#### [Your instructions]
Look through the data below. Collect every line where the word "that" occurs.

Stored items
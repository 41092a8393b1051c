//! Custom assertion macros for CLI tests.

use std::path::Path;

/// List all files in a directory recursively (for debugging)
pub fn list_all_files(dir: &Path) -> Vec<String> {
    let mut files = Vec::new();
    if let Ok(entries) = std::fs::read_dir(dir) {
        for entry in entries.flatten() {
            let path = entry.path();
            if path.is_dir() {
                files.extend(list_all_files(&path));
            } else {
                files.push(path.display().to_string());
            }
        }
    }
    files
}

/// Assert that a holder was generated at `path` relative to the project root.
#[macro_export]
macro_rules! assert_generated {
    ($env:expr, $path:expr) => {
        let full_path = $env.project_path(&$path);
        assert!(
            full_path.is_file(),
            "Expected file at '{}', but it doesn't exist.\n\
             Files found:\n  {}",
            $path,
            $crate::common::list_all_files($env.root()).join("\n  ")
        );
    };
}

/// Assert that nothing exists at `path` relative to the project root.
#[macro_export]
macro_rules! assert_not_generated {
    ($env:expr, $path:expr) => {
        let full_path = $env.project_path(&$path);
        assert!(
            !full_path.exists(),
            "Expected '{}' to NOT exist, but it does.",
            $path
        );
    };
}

--

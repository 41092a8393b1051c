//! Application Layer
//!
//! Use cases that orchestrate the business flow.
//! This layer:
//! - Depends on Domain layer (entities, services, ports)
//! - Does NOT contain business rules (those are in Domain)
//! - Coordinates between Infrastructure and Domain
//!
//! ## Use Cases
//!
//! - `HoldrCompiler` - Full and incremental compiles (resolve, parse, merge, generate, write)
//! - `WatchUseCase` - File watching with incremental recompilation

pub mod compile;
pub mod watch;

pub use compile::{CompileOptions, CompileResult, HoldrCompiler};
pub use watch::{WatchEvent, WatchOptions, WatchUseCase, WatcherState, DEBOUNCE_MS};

---

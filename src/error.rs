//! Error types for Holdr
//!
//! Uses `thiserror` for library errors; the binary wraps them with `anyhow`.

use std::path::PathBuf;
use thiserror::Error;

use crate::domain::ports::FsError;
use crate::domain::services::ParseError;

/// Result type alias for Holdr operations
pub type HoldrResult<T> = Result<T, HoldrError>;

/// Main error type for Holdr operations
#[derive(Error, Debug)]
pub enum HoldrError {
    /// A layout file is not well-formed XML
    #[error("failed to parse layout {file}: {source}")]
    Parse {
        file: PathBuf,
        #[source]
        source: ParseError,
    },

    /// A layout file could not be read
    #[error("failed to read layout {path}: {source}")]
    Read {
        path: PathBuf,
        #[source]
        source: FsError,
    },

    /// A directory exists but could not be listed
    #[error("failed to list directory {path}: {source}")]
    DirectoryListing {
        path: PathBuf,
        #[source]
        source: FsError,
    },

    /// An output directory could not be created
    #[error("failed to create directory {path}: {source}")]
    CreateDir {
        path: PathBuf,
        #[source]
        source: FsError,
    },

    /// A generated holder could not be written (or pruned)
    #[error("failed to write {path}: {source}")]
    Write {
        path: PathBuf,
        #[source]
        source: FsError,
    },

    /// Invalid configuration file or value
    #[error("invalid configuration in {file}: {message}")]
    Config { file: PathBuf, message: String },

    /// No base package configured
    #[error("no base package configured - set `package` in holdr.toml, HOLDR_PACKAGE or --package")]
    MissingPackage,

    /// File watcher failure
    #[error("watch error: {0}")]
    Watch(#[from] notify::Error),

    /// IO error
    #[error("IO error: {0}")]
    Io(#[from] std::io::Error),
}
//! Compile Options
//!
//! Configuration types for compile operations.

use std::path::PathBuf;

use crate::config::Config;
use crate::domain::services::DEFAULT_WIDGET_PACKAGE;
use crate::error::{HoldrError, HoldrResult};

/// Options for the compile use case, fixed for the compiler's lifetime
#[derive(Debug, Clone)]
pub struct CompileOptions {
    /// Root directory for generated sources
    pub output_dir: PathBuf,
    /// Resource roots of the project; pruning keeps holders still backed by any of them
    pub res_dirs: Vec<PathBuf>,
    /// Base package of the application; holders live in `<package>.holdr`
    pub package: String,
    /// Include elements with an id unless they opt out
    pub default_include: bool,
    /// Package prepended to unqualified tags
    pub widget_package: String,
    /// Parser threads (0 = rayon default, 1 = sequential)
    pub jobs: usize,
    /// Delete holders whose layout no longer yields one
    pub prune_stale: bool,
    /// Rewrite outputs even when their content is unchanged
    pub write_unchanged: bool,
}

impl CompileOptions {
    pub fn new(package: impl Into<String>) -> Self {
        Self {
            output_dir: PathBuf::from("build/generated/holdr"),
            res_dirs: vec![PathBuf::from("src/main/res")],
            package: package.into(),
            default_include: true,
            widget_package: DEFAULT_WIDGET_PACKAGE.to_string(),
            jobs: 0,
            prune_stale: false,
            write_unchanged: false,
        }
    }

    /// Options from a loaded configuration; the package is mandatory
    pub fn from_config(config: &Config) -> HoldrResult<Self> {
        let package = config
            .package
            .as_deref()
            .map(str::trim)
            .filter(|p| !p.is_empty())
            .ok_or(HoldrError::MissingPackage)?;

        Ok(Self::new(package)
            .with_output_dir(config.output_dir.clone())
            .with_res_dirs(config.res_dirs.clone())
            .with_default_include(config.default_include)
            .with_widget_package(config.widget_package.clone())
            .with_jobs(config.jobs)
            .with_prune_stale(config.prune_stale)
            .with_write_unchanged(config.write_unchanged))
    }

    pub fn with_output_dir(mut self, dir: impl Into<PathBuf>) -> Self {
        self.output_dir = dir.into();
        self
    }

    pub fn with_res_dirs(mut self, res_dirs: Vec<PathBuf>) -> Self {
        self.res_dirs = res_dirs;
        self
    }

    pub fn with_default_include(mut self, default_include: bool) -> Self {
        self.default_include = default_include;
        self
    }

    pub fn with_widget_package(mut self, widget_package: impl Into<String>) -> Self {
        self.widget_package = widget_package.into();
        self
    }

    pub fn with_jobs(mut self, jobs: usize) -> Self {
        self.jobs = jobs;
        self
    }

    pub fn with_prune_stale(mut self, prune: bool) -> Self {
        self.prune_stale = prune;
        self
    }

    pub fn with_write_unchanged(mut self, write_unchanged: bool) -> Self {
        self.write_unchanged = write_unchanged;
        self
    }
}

#### [Result below]
/// Assert that a holder was generated at `path` relative to the project root.
/// Assert that nothing exists at `path` relative to the project root.
//! Use cases that orchestrate the business flow.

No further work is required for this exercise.